◆ EXERCISE DESCRIPTION: Transcribe, verbatim, every line from the start of the entries through the line that contains "suite runner executes."; include both boundary lines and omit all others.

◆ Stored data entries:
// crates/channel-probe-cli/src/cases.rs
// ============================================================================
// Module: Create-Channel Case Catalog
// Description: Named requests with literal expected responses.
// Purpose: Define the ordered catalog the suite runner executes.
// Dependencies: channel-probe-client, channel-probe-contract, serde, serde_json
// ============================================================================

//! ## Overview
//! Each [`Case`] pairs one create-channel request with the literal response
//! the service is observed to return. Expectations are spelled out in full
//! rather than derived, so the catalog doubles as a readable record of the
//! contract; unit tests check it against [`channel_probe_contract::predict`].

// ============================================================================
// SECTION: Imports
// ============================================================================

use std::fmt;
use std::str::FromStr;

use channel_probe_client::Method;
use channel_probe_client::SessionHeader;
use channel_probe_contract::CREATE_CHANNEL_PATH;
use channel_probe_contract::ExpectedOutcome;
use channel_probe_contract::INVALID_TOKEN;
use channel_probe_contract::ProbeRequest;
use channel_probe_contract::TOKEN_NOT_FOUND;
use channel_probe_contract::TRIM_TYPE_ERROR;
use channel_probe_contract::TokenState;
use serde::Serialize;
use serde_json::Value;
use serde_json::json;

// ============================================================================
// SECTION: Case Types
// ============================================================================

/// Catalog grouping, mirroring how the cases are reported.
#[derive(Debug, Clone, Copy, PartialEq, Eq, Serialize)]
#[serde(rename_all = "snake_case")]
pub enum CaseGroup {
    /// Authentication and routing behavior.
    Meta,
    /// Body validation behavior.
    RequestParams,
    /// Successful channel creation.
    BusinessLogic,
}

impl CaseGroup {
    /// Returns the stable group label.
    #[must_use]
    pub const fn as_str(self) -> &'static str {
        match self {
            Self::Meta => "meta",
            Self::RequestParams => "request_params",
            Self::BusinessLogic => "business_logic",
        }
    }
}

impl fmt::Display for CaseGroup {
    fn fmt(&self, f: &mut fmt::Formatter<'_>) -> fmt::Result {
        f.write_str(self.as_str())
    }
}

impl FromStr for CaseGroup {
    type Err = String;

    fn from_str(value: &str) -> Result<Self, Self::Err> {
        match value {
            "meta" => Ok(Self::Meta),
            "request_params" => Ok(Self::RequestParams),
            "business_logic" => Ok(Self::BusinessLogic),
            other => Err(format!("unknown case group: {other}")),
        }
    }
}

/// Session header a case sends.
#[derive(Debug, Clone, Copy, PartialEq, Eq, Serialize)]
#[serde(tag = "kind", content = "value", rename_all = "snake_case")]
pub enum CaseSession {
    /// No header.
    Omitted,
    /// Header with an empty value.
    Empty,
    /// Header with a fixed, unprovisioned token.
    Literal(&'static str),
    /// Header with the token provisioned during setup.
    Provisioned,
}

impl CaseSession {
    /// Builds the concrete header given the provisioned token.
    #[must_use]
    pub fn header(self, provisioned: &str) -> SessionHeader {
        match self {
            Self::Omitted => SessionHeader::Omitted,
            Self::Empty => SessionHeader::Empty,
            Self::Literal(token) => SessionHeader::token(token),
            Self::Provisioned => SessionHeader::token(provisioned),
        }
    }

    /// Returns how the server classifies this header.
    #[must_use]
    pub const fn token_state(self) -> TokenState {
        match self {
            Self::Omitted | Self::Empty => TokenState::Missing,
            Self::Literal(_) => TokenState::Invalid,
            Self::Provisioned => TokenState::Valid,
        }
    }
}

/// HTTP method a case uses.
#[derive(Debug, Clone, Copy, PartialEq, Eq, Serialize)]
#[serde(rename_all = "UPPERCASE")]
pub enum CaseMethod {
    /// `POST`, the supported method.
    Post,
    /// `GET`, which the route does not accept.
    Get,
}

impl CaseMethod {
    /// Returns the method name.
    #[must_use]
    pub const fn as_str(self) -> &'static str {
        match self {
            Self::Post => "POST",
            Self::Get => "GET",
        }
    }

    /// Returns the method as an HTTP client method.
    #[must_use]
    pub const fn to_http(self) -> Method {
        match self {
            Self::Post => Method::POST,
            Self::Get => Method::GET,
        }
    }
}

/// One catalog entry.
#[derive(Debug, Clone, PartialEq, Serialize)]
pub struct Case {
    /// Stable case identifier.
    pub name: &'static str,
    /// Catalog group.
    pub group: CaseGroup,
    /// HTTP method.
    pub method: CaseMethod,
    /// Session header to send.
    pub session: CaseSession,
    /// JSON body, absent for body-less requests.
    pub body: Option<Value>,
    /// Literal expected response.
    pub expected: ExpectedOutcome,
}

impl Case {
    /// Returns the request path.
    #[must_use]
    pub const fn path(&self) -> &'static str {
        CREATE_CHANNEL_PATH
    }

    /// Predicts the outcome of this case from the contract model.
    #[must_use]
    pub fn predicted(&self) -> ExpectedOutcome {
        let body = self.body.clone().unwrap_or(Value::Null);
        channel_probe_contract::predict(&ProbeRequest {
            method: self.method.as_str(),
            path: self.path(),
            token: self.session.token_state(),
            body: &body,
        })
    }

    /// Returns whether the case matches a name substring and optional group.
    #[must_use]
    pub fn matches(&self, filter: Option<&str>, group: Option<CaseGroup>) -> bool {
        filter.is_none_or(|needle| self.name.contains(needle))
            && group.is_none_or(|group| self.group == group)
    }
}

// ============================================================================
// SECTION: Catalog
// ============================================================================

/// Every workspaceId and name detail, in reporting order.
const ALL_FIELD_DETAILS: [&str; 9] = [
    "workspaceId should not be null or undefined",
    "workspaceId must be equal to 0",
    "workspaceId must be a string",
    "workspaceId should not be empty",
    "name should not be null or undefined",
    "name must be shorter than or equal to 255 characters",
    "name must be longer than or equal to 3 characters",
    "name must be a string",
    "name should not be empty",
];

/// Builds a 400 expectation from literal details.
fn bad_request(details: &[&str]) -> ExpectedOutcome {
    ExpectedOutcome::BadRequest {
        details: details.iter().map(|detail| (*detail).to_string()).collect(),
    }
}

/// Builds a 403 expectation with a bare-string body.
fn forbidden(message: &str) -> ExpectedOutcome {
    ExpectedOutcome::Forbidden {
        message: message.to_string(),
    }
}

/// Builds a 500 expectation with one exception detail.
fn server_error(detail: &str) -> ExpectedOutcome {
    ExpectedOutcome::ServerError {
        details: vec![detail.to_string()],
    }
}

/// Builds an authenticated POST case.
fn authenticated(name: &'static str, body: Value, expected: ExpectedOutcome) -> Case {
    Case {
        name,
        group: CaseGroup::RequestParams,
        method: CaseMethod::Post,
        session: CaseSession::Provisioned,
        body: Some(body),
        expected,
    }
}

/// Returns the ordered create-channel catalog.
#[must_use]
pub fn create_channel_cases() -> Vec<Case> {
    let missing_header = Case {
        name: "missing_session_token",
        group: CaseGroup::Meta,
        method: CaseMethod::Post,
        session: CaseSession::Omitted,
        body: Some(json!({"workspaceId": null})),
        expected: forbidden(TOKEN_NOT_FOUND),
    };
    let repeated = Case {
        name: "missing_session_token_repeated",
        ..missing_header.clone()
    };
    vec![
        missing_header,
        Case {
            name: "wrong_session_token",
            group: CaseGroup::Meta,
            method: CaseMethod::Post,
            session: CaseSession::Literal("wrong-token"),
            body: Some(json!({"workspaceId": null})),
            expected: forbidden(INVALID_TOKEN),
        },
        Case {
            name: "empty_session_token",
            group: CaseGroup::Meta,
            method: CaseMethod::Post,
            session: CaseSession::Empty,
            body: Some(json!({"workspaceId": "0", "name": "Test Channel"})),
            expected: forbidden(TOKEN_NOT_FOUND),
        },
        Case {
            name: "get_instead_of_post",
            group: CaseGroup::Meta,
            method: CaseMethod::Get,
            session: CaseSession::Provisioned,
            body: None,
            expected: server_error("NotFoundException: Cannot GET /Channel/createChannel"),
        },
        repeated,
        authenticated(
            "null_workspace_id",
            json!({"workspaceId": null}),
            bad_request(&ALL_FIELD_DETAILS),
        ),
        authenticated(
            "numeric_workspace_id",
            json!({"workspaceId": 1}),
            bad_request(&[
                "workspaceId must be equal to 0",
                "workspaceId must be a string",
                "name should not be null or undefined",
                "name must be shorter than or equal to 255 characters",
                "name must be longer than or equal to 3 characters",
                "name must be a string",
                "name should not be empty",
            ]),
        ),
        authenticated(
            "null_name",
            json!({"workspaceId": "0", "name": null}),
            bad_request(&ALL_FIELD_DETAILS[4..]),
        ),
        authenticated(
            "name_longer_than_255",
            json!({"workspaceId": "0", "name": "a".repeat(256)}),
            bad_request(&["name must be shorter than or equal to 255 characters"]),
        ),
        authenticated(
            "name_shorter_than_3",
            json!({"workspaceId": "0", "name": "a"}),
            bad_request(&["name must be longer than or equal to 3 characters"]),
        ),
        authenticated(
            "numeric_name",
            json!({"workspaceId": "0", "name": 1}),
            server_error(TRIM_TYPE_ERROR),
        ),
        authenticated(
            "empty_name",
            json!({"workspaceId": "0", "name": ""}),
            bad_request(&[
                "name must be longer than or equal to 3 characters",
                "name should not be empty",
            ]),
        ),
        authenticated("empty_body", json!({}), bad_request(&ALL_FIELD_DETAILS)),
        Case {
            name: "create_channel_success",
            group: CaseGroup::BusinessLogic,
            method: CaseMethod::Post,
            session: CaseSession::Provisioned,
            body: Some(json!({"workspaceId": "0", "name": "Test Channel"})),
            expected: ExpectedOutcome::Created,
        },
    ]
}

◆ TASK OUTPUT:
// crates/channel-probe-cli/src/cases.rs
// ============================================================================
// Module: Create-Channel Case Catalog
// Description: Named requests with literal expected responses.
// Purpose: Define the ordered catalog the suite runner executes.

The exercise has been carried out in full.